Other attendees at the anti-Israel protests, which took place in Sydney and Melbourne last week, also waved other terror-supporting signs, including flags of Palestinian group Hamas and placards with slain Hezbollah leader Hassan Nasrallah.
The protest has divided politicians, police and community leaders on what constitutes free speech or illegal activity.
Authorities remain on high alert ahead of two planned anti-Israel protests this week that will mark the one-year anniversary since Hamas’s October 7 massacres in Israel that triggered the Gaza conflict, which has spread to Lebanon and beyond.
Australian Prime Minister Anthony Albanese said Wednesday that the two protests — set for October 6 and 7 — should not go ahead and that any demonstration would be seen “as incredibly provocative.”
“It would not advance any cause. It would cause a great deal of distress,” he told national broadcaster ABC. Albanese added he would attend a vigil instead.
Police have indicated they would seek to stop the demonstrations from going ahead.
New South Wales Police said Tuesday that despite discussions with organizers, they were “not satisfied that the protest can proceed safely” and had decided to apply to the NSW Supreme Court to prohibit them.
The matter will be heard in court later this week.
Protest organizers, the Palestine Action Group Sydney, said the police action was “an attack on fundamental democratic rights.”
“We intend on defending our right to protest and are determined to continue standing for justice for Palestine and Lebanon,” the group said in a statement.
Antisemitism and anti-Israel sentiment have risen in Australia since Hamas’s October 7 massacre, which saw thousands of terrorists burst across the border into Israel, killing some 1,200 people and seizing 251 hostages, mostly civilians, amid acts of brutality and sexual assault.
In September, anti-Israel protesters and police clashed outside a defense exhibition in Australia’s second-largest city of Melbourne, with police using sponge grenades, flash-bang devices and irritant sprays to control parts of the hostile crowd.
In August, anti-Israel demonstrators marched through the streets of Sydney condemning the assassinations of Hamas and Hezbollah terror chiefs Ismail Haniyeh and Fuad Shukr and the ongoing war in Gaza.

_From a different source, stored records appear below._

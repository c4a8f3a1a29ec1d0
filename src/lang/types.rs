//! Semantic object and type tables, interned and shared across all
//! packages of a snapshot.
//!
//! Types reference each other by `TypeId` so that recursive definitions
//! (`type T struct { next *T }`) serialize without cycles. Objects are
//! the type-checker's symbol handles: the `defs`/`uses` tables map
//! identifier nodes to them.

use crate::lang::ast::ChanDir;
use serde::{Deserialize, Serialize};
use std::collections::BTreeMap;

#[derive(Debug, Clone, Copy, PartialEq, Eq, Hash, PartialOrd, Ord, Serialize, Deserialize)]
pub struct TypeId(pub u32);

#[derive(Debug, Clone, Copy, PartialEq, Eq, Hash, PartialOrd, Ord, Serialize, Deserialize)]
pub struct ObjId(pub u32);

#[derive(Debug, Clone, Serialize, Deserialize)]
pub enum TypeKind {
    Invalid,
    Basic {
        name: String,
    },
    Named {
        obj: ObjId,
        type_params: Vec<ObjId>,
        underlying: TypeId,
    },
    Pointer {
        elem: TypeId,
    },
    Slice {
        elem: TypeId,
    },
    Array {
        len: u64,
        elem: TypeId,
    },
    Map {
        key: TypeId,
        value: TypeId,
    },
    Chan {
        dir: ChanDir,
        elem: TypeId,
    },
    Struct {
        fields: Vec<StructField>,
    },
    /// Method name -> signature type.
    Interface {
        methods: BTreeMap<String, TypeId>,
    },
    Signature(Signature),
    TypeParam {
        obj: ObjId,
        constraint: TypeId,
    },
}

#[derive(Debug, Clone, Serialize, Deserialize)]
pub struct StructField {
    pub name: String,
    pub ty: TypeId,
}

#[derive(Debug, Clone, Serialize, Deserialize)]
pub struct Signature {
    pub recv: Option<TypeId>,
    pub type_params: Vec<ObjId>,
    pub params: Vec<TypeId>,
    pub results: Vec<TypeId>,
    pub variadic: bool,
}

#[derive(Debug, Clone, Copy, PartialEq, Eq, Serialize, Deserialize)]
pub enum ObjectKind {
    Func,
    Var,
    Const,
    TypeName,
    Label,
    TypeParam,
}

#[derive(Debug, Clone, Serialize, Deserialize)]
pub struct Object {
    pub name: String,
    pub kind: ObjectKind,
    pub ty: Option<TypeId>,
    /// For instantiated generic functions, the uninstantiated origin.
    pub origin: Option<ObjId>,
}

#[derive(Debug, Clone, Default, Serialize, Deserialize)]
pub struct TypeTable {
    types: Vec<TypeKind>,
    objects: Vec<Object>,
}

impl TypeTable {
    pub fn new() -> Self {
        Self::default()
    }

    pub fn intern(&mut self, kind: TypeKind) -> TypeId {
        let id = TypeId(self.types.len() as u32);
        self.types.push(kind);
        id
    }

    /// Reserves a slot for a type that participates in a reference cycle
    /// (e.g. a named type whose underlying type mentions it). Fill it in
    /// with [`TypeTable::set_type`].
    pub fn reserve(&mut self) -> TypeId {
        self.intern(TypeKind::Invalid)
    }

    pub fn set_type(&mut self, id: TypeId, kind: TypeKind) {
        self.types[id.0 as usize] = kind;
    }

    pub fn add_object(&mut self, object: Object) -> ObjId {
        let id = ObjId(self.objects.len() as u32);
        self.objects.push(object);
        id
    }

    pub fn type_kind(&self, id: TypeId) -> &TypeKind {
        &self.types[id.0 as usize]
    }

    pub fn object(&self, id: ObjId) -> &Object {
        &self.objects[id.0 as usize]
    }

    pub fn object_mut(&mut self, id: ObjId) -> &mut Object {
        &mut self.objects[id.0 as usize]
    }

    pub fn type_count(&self) -> usize {
        self.types.len()
    }

    pub fn object_count(&self) -> usize {
        self.objects.len()
    }

    /// Chases `Named` links down to the underlying type.
    pub fn underlying(&self, id: TypeId) -> TypeId {
        let mut cur = id;
        // A malformed table could chain names in a loop; bail out after
        // as many hops as there are types.
        for _ in 0..=self.types.len() {
            match self.type_kind(cur) {
                TypeKind::Named { underlying, .. } => cur = *underlying,
                _ => return cur,
            }
        }
        cur
    }

    pub fn is_type_param(&self, id: TypeId) -> bool {
        matches!(self.type_kind(id), TypeKind::TypeParam { .. })
    }

    /// A named type that declares type parameters.
    pub fn is_generic_named(&self, id: TypeId) -> bool {
        matches!(self.type_kind(id), TypeKind::Named { type_params, .. } if !type_params.is_empty())
    }

    pub fn signature(&self, id: TypeId) -> Option<&Signature> {
        match self.type_kind(id) {
            TypeKind::Signature(sig) => Some(sig),
            _ => None,
        }
    }

    /// Structural type identity. Named types are identical only when they
    /// denote the same declaration; signatures ignore receivers.
    pub fn identical(&self, a: TypeId, b: TypeId) -> bool {
        if a == b {
            return true;
        }
        match (self.type_kind(a), self.type_kind(b)) {
            (TypeKind::Basic { name: x }, TypeKind::Basic { name: y }) => x == y,
            (TypeKind::Named { obj: x, .. }, TypeKind::Named { obj: y, .. }) => x == y,
            (TypeKind::TypeParam { obj: x, .. }, TypeKind::TypeParam { obj: y, .. }) => x == y,
            (TypeKind::Pointer { elem: x }, TypeKind::Pointer { elem: y })
            | (TypeKind::Slice { elem: x }, TypeKind::Slice { elem: y }) => self.identical(*x, *y),
            (TypeKind::Array { len: lx, elem: x }, TypeKind::Array { len: ly, elem: y }) => {
                lx == ly && self.identical(*x, *y)
            }
            (TypeKind::Map { key: kx, value: vx }, TypeKind::Map { key: ky, value: vy }) => {
                self.identical(*kx, *ky) && self.identical(*vx, *vy)
            }
            (TypeKind::Chan { dir: dx, elem: x }, TypeKind::Chan { dir: dy, elem: y }) => {
                dx == dy && self.identical(*x, *y)
            }
            (TypeKind::Struct { fields: fx }, TypeKind::Struct { fields: fy }) => {
                fx.len() == fy.len()
                    && fx
                        .iter()
                        .zip(fy)
                        .all(|(a, b)| a.name == b.name && self.identical(a.ty, b.ty))
            }
            (TypeKind::Interface { methods: mx }, TypeKind::Interface { methods: my }) => {
                mx.len() == my.len()
                    && mx.iter().zip(my).all(|((nx, sx), (ny, sy))| {
                        nx == ny && self.identical(*sx, *sy)
                    })
            }
            (TypeKind::Signature(sx), TypeKind::Signature(sy)) => {
                sx.variadic == sy.variadic
                    && sx.params.len() == sy.params.len()
                    && sx.results.len() == sy.results.len()
                    && sx.params.iter().zip(&sy.params).all(|(x, y)| self.identical(*x, *y))
                    && sx.results.iter().zip(&sy.results).all(|(x, y)| self.identical(*x, *y))
            }
            _ => false,
        }
    }

    /// Assignability of `src` to `dst`: identical types, interface
    /// satisfaction for interface-typed sources, or identical underlying
    /// types when at least one side is unnamed.
    pub fn assignable_to(&self, src: TypeId, dst: TypeId) -> bool {
        if self.identical(src, dst) {
            return true;
        }
        if let TypeKind::Interface { methods } = self.type_kind(self.underlying(dst)) {
            if methods.is_empty() {
                return true;
            }
            if let TypeKind::Interface { methods: have } = self.type_kind(self.underlying(src)) {
                return methods.iter().all(|(name, want)| {
                    have.get(name).is_some_and(|got| self.identical(*got, *want))
                });
            }
            return false;
        }
        let src_named = matches!(self.type_kind(src), TypeKind::Named { .. });
        let dst_named = matches!(self.type_kind(dst), TypeKind::Named { .. });
        if !(src_named && dst_named) {
            return self.identical(self.underlying(src), self.underlying(dst));
        }
        false
    }
}
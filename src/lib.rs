//! # Ripplescope
//!
//! Declaration-level change-impact analysis for multi-package projects.
//!
//! Ripplescope consumes a typed snapshot of a project (packages with
//! parsed syntax trees and type-check tables, produced by an external
//! toolchain bridge), assigns every top-level declaration a stable
//! object id, and builds a reverse-dependency graph over them — with
//! interface method calls fanned out to every compatible implementation,
//! so impact is over-reported rather than missed. A structural AST diff
//! between two revisions then yields the set of changed declarations,
//! and the reverse graph maps those onto the service entrypoints that
//! must be rebuilt or retested.
//!
//! ## Pipeline
//!
//! 1. [`lang::snapshot`] — the typed snapshot contract (consumed).
//! 2. [`analysis::symbols`] — symbol indexing.
//! 3. [`analysis::interfaces`] — interface-implementation resolution.
//! 4. [`analysis::edges`] — dependency edge building.
//! 5. [`analysis::graph`] — the reverse-dependency query.
//! 6. [`diff`] — structural declaration diff between revisions.
//! 7. [`impact`] — mapping changes onto service entrypoints.
//!
//! The whole pass is a single-threaded batch; results are immutable and
//! queries are pure reads.

pub mod analysis;
pub mod cli;
pub mod config;
pub mod diff;
pub mod error;
pub mod impact;
pub mod lang;
pub mod logging;
pub mod project;
pub mod tools;

pub use analysis::{analyze, analyze_with, DependencyInfo, EdgeOptions, ObjectId};
pub use error::{Result, RipplescopeError};
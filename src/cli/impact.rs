use super::vcs;
use super::Scope;
use crate::diff::ChangeKind;
use crate::error::RipplescopeError;
use crate::lang::snapshot::PackageSet;
use crate::project::Project;
use crate::{analysis, diff, impact};
use std::path::Path;

pub fn run(
    old: &str,
    new: &str,
    repo: &Path,
    scope: Scope,
) -> Result<(), Box<dyn std::error::Error>> {
    let project = Project::open(repo)?;
    let loader = project.config.loader.clone().ok_or_else(|| {
        RipplescopeError::ConfigParse("no loader command configured".to_string())
    })?;

    // Both revisions are exported into a temp dir that is dropped (and
    // removed) once the analysis results are printed.
    let tmp = tempfile::tempdir()?;
    let old_dir = tmp.path().join("old");
    let new_dir = tmp.path().join("new");
    vcs::export_commit(repo, old, &old_dir)?;
    vcs::export_commit(repo, new, &new_dir)?;

    let old_set = PackageSet::from_loader_command(&loader, &old_dir)?;
    let new_set = PackageSet::from_loader_command(&loader, &new_dir)?;

    let old_objects = diff::analyze_revision(&old_set);
    let new_objects = diff::analyze_revision(&new_set);
    let changes = diff::compare(&old_objects, &new_objects);

    let old_info = analysis::analyze(&old_set);
    let new_info = analysis::analyze(&new_set);

    match scope {
        Scope::All => {
            for entry in impact::change_dependencies(&old_info, &new_info, &changes)? {
                let verb = match entry.change.kind {
                    ChangeKind::Added => "add",
                    ChangeKind::Removed => "remove",
                    ChangeKind::Modified => "modify",
                };
                println!(
                    "{} {} in {}, dependencies:",
                    verb, entry.change.member, entry.change.file
                );
                for (i, dep) in entry.dependents.iter().enumerate() {
                    println!("  {}. {}", i + 1, dep);
                }
            }
        }
        Scope::Service => {
            let changed_files = vcs::changed_files(repo, old, new)?;
            let services =
                impact::affected_services(&project, &old_info, &new_info, &changes, &changed_files)?;
            for service in services {
                println!("{}", service);
            }
        }
    }
    Ok(())
}
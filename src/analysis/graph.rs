//! The declaration dependency graph.
//!
//! An edge `u -> v` means "u references v". Both directions are queried
//! off the same topology: forward along outgoing edges, reverse along
//! incoming ones, so the two views cannot drift apart. Edge insertion is
//! idempotent and self-loops are dropped at the door — this is the only
//! way edges enter the graph.

use crate::analysis::object_id::ObjectId;
use crate::error::{Result, RipplescopeError};
use petgraph::stable_graph::{NodeIndex, StableDiGraph};
use petgraph::Direction;
use std::collections::{HashMap, HashSet};

#[derive(Default)]
pub struct DependencyGraph {
    topology: StableDiGraph<ObjectId, ()>,
    node_index: HashMap<ObjectId, NodeIndex>,
}

impl DependencyGraph {
    pub fn new() -> Self {
        Self::default()
    }

    /// Registers a declaration as a graph node.
    pub fn ensure_node(&mut self, id: &ObjectId) -> NodeIndex {
        if let Some(&idx) = self.node_index.get(id) {
            return idx;
        }
        let idx = self.topology.add_node(id.clone());
        self.node_index.insert(id.clone(), idx);
        idx
    }

    /// Adds the edge `from -> to`. Self-references are silently dropped;
    /// duplicate edges collapse into one.
    pub fn add_dependency(&mut self, from: &ObjectId, to: &ObjectId) {
        if from == to {
            return;
        }
        let from_idx = self.ensure_node(from);
        let to_idx = self.ensure_node(to);
        if self.topology.find_edge(from_idx, to_idx).is_none() {
            self.topology.add_edge(from_idx, to_idx, ());
        }
    }

    pub fn contains(&self, id: &ObjectId) -> bool {
        self.node_index.contains_key(id)
    }

    pub fn node_count(&self) -> usize {
        self.topology.node_count()
    }

    pub fn edge_count(&self) -> usize {
        self.topology.edge_count()
    }

    /// Declarations `target` directly references.
    pub fn direct_dependencies(&self, target: &ObjectId) -> Vec<ObjectId> {
        self.neighbors(target, Direction::Outgoing)
    }

    /// Declarations that directly reference `target`.
    pub fn direct_dependents(&self, target: &ObjectId) -> Vec<ObjectId> {
        self.neighbors(target, Direction::Incoming)
    }

    fn neighbors(&self, target: &ObjectId, dir: Direction) -> Vec<ObjectId> {
        let Some(&idx) = self.node_index.get(target) else {
            return Vec::new();
        };
        self.topology
            .neighbors_directed(idx, dir)
            .map(|n| self.topology[n].clone())
            .collect()
    }

    /// Every declaration that transitively depends on `target`, in
    /// unspecified order. The target itself is never part of the result,
    /// cycles included. Unknown targets are a query error, not a panic;
    /// a known target nobody references yields an empty set.
    pub fn dependents(&self, target: &ObjectId) -> Result<Vec<ObjectId>> {
        let Some(&start) = self.node_index.get(target) else {
            return Err(RipplescopeError::UnknownTarget(target.as_str().to_string()));
        };

        let mut visited: HashSet<NodeIndex> = HashSet::new();
        visited.insert(start);
        let mut stack: Vec<NodeIndex> = vec![start];
        let mut out = Vec::new();
        while let Some(idx) = stack.pop() {
            for pred in self.topology.neighbors_directed(idx, Direction::Incoming) {
                if visited.insert(pred) {
                    out.push(self.topology[pred].clone());
                    stack.push(pred);
                }
            }
        }
        Ok(out)
    }
}
fn main() -> Result<(), Box<dyn std::error::Error>> {
    ripplescope::cli::run()
}
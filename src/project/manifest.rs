use crate::error::{Result, RipplescopeError};
use regex::Regex;
use std::path::Path;

/// Module manifest information the analyzer needs: the module identifier
/// and the declared language version.
#[derive(Debug, Clone, PartialEq, Eq)]
pub struct ModuleManifest {
    pub name: String,
    pub go_version: String,
}

pub fn parse_manifest(path: &Path) -> Result<ModuleManifest> {
    let content = std::fs::read_to_string(path)?;
    parse_manifest_content(&content)
}

fn parse_manifest_content(content: &str) -> Result<ModuleManifest> {
    let module_exp = Regex::new(r"(?m)^module (.+)$").expect("static regex");
    let version_exp = Regex::new(r"(?m)^go (.+)$").expect("static regex");

    let name = module_exp
        .captures(content)
        .map(|c| c[1].trim().to_string())
        .ok_or_else(|| RipplescopeError::ModuleManifest("module name not found".to_string()))?;

    let go_version = version_exp
        .captures(content)
        .map(|c| c[1].trim().to_string())
        .ok_or_else(|| RipplescopeError::ModuleManifest("go version not found".to_string()))?;

    Ok(ModuleManifest { name, go_version })
}

#[cfg(test)]
mod tests {
    use super::*;

    #[test]
    fn test_parse_common() {
        let got = parse_manifest_content("module github.com/acme/sample\ngo 1.17\n").unwrap();
        assert_eq!(
            got,
            ModuleManifest {
                name: "github.com/acme/sample".to_string(),
                go_version: "1.17".to_string(),
            }
        );
    }

    #[test]
    fn test_missing_module_name() {
        assert!(parse_manifest_content("\ngo 1.17").is_err());
    }

    #[test]
    fn test_missing_version() {
        assert!(parse_manifest_content("module github.com/acme/sample").is_err());
    }
}
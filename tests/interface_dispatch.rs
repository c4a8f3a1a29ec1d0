//! Interface method dispatch and implementation resolution, end to end.

mod common;

use common::*;
use ripplescope::analysis::{self, ObjectId};
use ripplescope::lang::ast::{ExprKind, Field, File, Stmt, TypeSpec};
use ripplescope::lang::build::SnapshotBuilder;
use ripplescope::lang::types::{Object, ObjectKind, Signature, TypeKind};
use std::collections::BTreeMap;

fn object(b: &mut SnapshotBuilder, name: &str, kind: ObjectKind) -> ripplescope::lang::types::ObjId {
    b.object(Object {
        name: name.to_string(),
        kind,
        ty: None,
        origin: None,
    })
}

/// pkg io: type Writer interface { Write([]byte) (int, error) }
/// pkg f:  type F struct{}; func (f F) Write([]byte) (int, error)
/// pkg c:  func call(w Writer) { w.Write(nil) }
#[test]
fn interface_call_fans_out_to_implementations() {
    let mut b = SnapshotBuilder::new();

    let int_t = b.intern_type(TypeKind::Basic { name: "int".into() });
    let byte_t = b.intern_type(TypeKind::Basic { name: "byte".into() });
    let error_t = b.intern_type(TypeKind::Basic { name: "error".into() });
    let byte_slice = b.intern_type(TypeKind::Slice { elem: byte_t });

    let write_sig = b.intern_type(TypeKind::Signature(Signature {
        recv: None,
        type_params: vec![],
        params: vec![byte_slice],
        results: vec![int_t, error_t],
        variadic: false,
    }));

    // pkg io
    let pio = b.package("modA/io");
    let writer_def = b.ident("Writer");
    let writer_obj = object(&mut b, "Writer", ObjectKind::TypeName);
    let iface_t = b.intern_type(TypeKind::Interface {
        methods: BTreeMap::from([("Write".to_string(), write_sig)]),
    });
    let writer_named = b.intern_type(TypeKind::Named {
        obj: writer_obj,
        type_params: vec![],
        underlying: iface_t,
    });
    b.set_object_type(writer_obj, writer_named);
    b.define(pio, &writer_def, writer_obj);

    let iface_write_def = b.ident("Write");
    let iface_write_obj = object(&mut b, "Write", ObjectKind::Func);
    b.set_object_type(iface_write_obj, write_sig);
    b.define(pio, &iface_write_def, iface_write_obj);

    let writer_rhs = b.expr(ExprKind::InterfaceType {
        methods: vec![Field {
            names: vec![iface_write_def],
            ty: None,
        }],
    });
    b.add_file(
        pio,
        File {
            name: "io.go".to_string(),
            decls: vec![type_decl(TypeSpec {
                name: writer_def,
                type_params: vec![],
                ty: writer_rhs,
            })],
        },
    );

    // pkg f
    let pf = b.package("modA/f");
    let f_def = b.ident("F");
    let f_obj = object(&mut b, "F", ObjectKind::TypeName);
    let struct_t = b.intern_type(TypeKind::Struct { fields: vec![] });
    let f_named = b.intern_type(TypeKind::Named {
        obj: f_obj,
        type_params: vec![],
        underlying: struct_t,
    });
    b.set_object_type(f_obj, f_named);
    b.define(pf, &f_def, f_obj);
    let f_rhs = b.expr(ExprKind::StructType { fields: vec![] });

    let f_write_def = b.ident("Write");
    let f_write_obj = object(&mut b, "Write", ObjectKind::Func);
    let f_write_sig = b.intern_type(TypeKind::Signature(Signature {
        recv: Some(f_named),
        type_params: vec![],
        params: vec![byte_slice],
        results: vec![int_t, error_t],
        variadic: false,
    }));
    b.set_object_type(f_write_obj, f_write_sig);
    b.define(pf, &f_write_def, f_write_obj);

    let recv_ty_ident = b.ident("F");
    let recv_ty = b.name_expr(recv_ty_ident);
    let recv_name = b.ident("f");

    b.add_file(
        pf,
        File {
            name: "f.go".to_string(),
            decls: vec![
                type_decl(TypeSpec {
                    name: f_def,
                    type_params: vec![],
                    ty: f_rhs,
                }),
                method_decl(f_write_def, recv_name, recv_ty, Some(empty_block())),
            ],
        },
    );

    // pkg c
    let pc = b.package("modA/c");
    let call_def = b.ident("call");
    let call_obj = object(&mut b, "call", ObjectKind::Func);
    b.define(pc, &call_def, call_obj);

    let writer_use = b.ident("Writer");
    b.record_use(pc, &writer_use, writer_obj);
    let param_ty = b.name_expr(writer_use);
    let w_param = b.ident("w");

    let w_var_obj = b.object(Object {
        name: "w".to_string(),
        kind: ObjectKind::Var,
        ty: Some(writer_named),
        origin: None,
    });
    let w_use = b.ident("w");
    b.record_use(pc, &w_use, w_var_obj);
    let recv_expr = b.name_expr(w_use);
    let write_sel = b.ident("Write");
    b.record_use(pc, &write_sel, iface_write_obj);
    let sel = b.expr(ExprKind::Selector {
        x: Box::new(recv_expr),
        sel: write_sel,
    });
    let nil_use = b.ident("nil");
    let nil_arg = b.name_expr(nil_use);
    let call_expr = b.expr(ExprKind::Call {
        fun: Box::new(sel),
        args: vec![nil_arg],
    });

    let mut fn_ty = empty_func_type();
    fn_ty.params = vec![Field {
        names: vec![w_param],
        ty: Some(param_ty),
    }];
    b.add_file(
        pc,
        File {
            name: "c.go".to_string(),
            decls: vec![func_decl_with(
                call_def,
                fn_ty,
                Some(block(vec![Stmt::Expr(call_expr)])),
            )],
        },
    );

    let set = b.finish();
    let info = analysis::analyze(&set);

    let call_id = ObjectId::new("modA/c", "c.go", "call");
    let mut direct = info.graph().direct_dependencies(&call_id);
    direct.sort();

    // Interface dispatch resolved the call to the concrete method...
    assert!(direct.contains(&ObjectId::new("modA/f", "f.go", "(F).Write")));
    // ...and the parameter type contributed an edge to the interface.
    assert!(direct.contains(&ObjectId::new("modA/io", "io.go", "Writer")));

    // Reverse view: changing the concrete method impacts the caller.
    let write_id = ObjectId::new("modA/f", "f.go", "(F).Write");
    assert_eq!(info.dependents(&write_id).unwrap(), vec![call_id]);

    // The resolver recorded F as an implementer of Writer.
    let writer_id = ObjectId::new("modA/io", "io.go", "Writer");
    let iface = &info.index().interfaces[&writer_id];
    assert_eq!(iface.implemented_by, vec![ObjectId::new("modA/f", "f.go", "F")]);
}

/// Generic interface: type List[T any] interface { Get(i int) T }
/// Concrete type:     type IntList struct{}; func (l IntList) Get(i int) int
#[test]
fn generic_interface_accepts_concrete_implementation() {
    let mut b = SnapshotBuilder::new();

    let int_t = b.intern_type(TypeKind::Basic { name: "int".into() });
    let any_t = b.intern_type(TypeKind::Interface {
        methods: BTreeMap::new(),
    });

    let plist = b.package("modA/list");

    // List[T]
    let list_def = b.ident("List");
    let list_obj = object(&mut b, "List", ObjectKind::TypeName);
    let t_def = b.ident("T");
    let t_obj = object(&mut b, "T", ObjectKind::TypeParam);
    let t_param = b.intern_type(TypeKind::TypeParam {
        obj: t_obj,
        constraint: any_t,
    });
    b.set_object_type(t_obj, t_param);

    let list_named = b.reserve_type();
    let get_sig = b.intern_type(TypeKind::Signature(Signature {
        recv: Some(list_named),
        type_params: vec![],
        params: vec![int_t],
        results: vec![t_param],
        variadic: false,
    }));
    let list_iface = b.intern_type(TypeKind::Interface {
        methods: BTreeMap::from([("Get".to_string(), get_sig)]),
    });
    b.set_type(
        list_named,
        TypeKind::Named {
            obj: list_obj,
            type_params: vec![t_obj],
            underlying: list_iface,
        },
    );
    b.set_object_type(list_obj, list_named);
    b.define(plist, &list_def, list_obj);
    b.define(plist, &t_def, t_obj);

    let get_def = b.ident("Get");
    let get_obj = object(&mut b, "Get", ObjectKind::Func);
    b.set_object_type(get_obj, get_sig);
    b.define(plist, &get_def, get_obj);

    let list_rhs = b.expr(ExprKind::InterfaceType {
        methods: vec![Field {
            names: vec![get_def],
            ty: None,
        }],
    });
    let list_spec = TypeSpec {
        name: list_def,
        type_params: vec![Field {
            names: vec![t_def],
            ty: None,
        }],
        ty: list_rhs,
    };

    // IntList
    let intlist_def = b.ident("IntList");
    let intlist_obj = object(&mut b, "IntList", ObjectKind::TypeName);
    let struct_t = b.intern_type(TypeKind::Struct { fields: vec![] });
    let intlist_named = b.intern_type(TypeKind::Named {
        obj: intlist_obj,
        type_params: vec![],
        underlying: struct_t,
    });
    b.set_object_type(intlist_obj, intlist_named);
    b.define(plist, &intlist_def, intlist_obj);
    let intlist_rhs = b.expr(ExprKind::StructType { fields: vec![] });

    let intlist_get_def = b.ident("Get");
    let intlist_get_obj = object(&mut b, "Get", ObjectKind::Func);
    let intlist_get_sig = b.intern_type(TypeKind::Signature(Signature {
        recv: Some(intlist_named),
        type_params: vec![],
        params: vec![int_t],
        results: vec![int_t],
        variadic: false,
    }));
    b.set_object_type(intlist_get_obj, intlist_get_sig);
    b.define(plist, &intlist_get_def, intlist_get_obj);

    let recv_ty_ident = b.ident("IntList");
    let recv_ty = b.name_expr(recv_ty_ident);
    let recv_name = b.ident("l");

    b.add_file(
        plist,
        File {
            name: "list.go".to_string(),
            decls: vec![
                type_decl(list_spec),
                type_decl(TypeSpec {
                    name: intlist_def,
                    type_params: vec![],
                    ty: intlist_rhs,
                }),
                method_decl(intlist_get_def, recv_name, recv_ty, Some(empty_block())),
            ],
        },
    );

    let set = b.finish();
    let info = analysis::analyze(&set);

    let list_id = ObjectId::new("modA/list", "list.go", "List");
    let iface = &info.index().interfaces[&list_id];
    assert_eq!(
        iface.implemented_by,
        vec![ObjectId::new("modA/list", "list.go", "IntList")]
    );
    assert_eq!(
        iface.methods["Get"].implementations,
        vec![ObjectId::new("modA/list", "list.go", "(IntList).Get")]
    );
}

/// A generic type's constraint contributes an edge to the constraint type.
#[test]
fn type_parameter_constraint_is_an_edge() {
    let mut b = SnapshotBuilder::new();
    let pa = b.package("modA/box");

    // type Sized interface { Size() int }
    let int_t = b.intern_type(TypeKind::Basic { name: "int".into() });
    let size_sig = b.intern_type(TypeKind::Signature(Signature {
        recv: None,
        type_params: vec![],
        params: vec![],
        results: vec![int_t],
        variadic: false,
    }));
    let sized_def = b.ident("Sized");
    let sized_obj = object(&mut b, "Sized", ObjectKind::TypeName);
    let sized_iface = b.intern_type(TypeKind::Interface {
        methods: BTreeMap::from([("Size".to_string(), size_sig)]),
    });
    let sized_named = b.intern_type(TypeKind::Named {
        obj: sized_obj,
        type_params: vec![],
        underlying: sized_iface,
    });
    b.set_object_type(sized_obj, sized_named);
    b.define(pa, &sized_def, sized_obj);
    let size_def = b.ident("Size");
    let size_obj = object(&mut b, "Size", ObjectKind::Func);
    b.set_object_type(size_obj, size_sig);
    b.define(pa, &size_def, size_obj);
    let sized_rhs = b.expr(ExprKind::InterfaceType {
        methods: vec![Field {
            names: vec![size_def],
            ty: None,
        }],
    });

    // type Box[T Sized] struct{}
    let box_def = b.ident("Box");
    let box_obj = object(&mut b, "Box", ObjectKind::TypeName);
    b.define(pa, &box_def, box_obj);
    let t_def = b.ident("T");
    let t_obj = object(&mut b, "T", ObjectKind::TypeParam);
    b.define(pa, &t_def, t_obj);
    let sized_use = b.ident("Sized");
    b.record_use(pa, &sized_use, sized_obj);
    let constraint = b.name_expr(sized_use);
    let box_rhs = b.expr(ExprKind::StructType { fields: vec![] });

    b.add_file(
        pa,
        File {
            name: "box.go".to_string(),
            decls: vec![
                type_decl(TypeSpec {
                    name: sized_def,
                    type_params: vec![],
                    ty: sized_rhs,
                }),
                type_decl(TypeSpec {
                    name: box_def,
                    type_params: vec![Field {
                        names: vec![t_def],
                        ty: Some(constraint),
                    }],
                    ty: box_rhs,
                }),
            ],
        },
    );

    let set = b.finish();
    let info = analysis::analyze(&set);

    let sized_id = ObjectId::new("modA/box", "box.go", "Sized");
    assert_eq!(
        info.dependents(&sized_id).unwrap(),
        vec![ObjectId::new("modA/box", "box.go", "Box")]
    );
}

Protesters waved Palestinian flags and held signs showing Haniyeh.
In October 2023, a few days after the unprecedented onslaught, Jewish Australians who were holding a vigil outside the Sydney Opera House were faced with antisemitic protesters who chanted “F*** the Jews” and “Gas the Jews,” although law enforcement later claimed that they were chanting, “Where’re the Jews” and not “Gas the Jews.”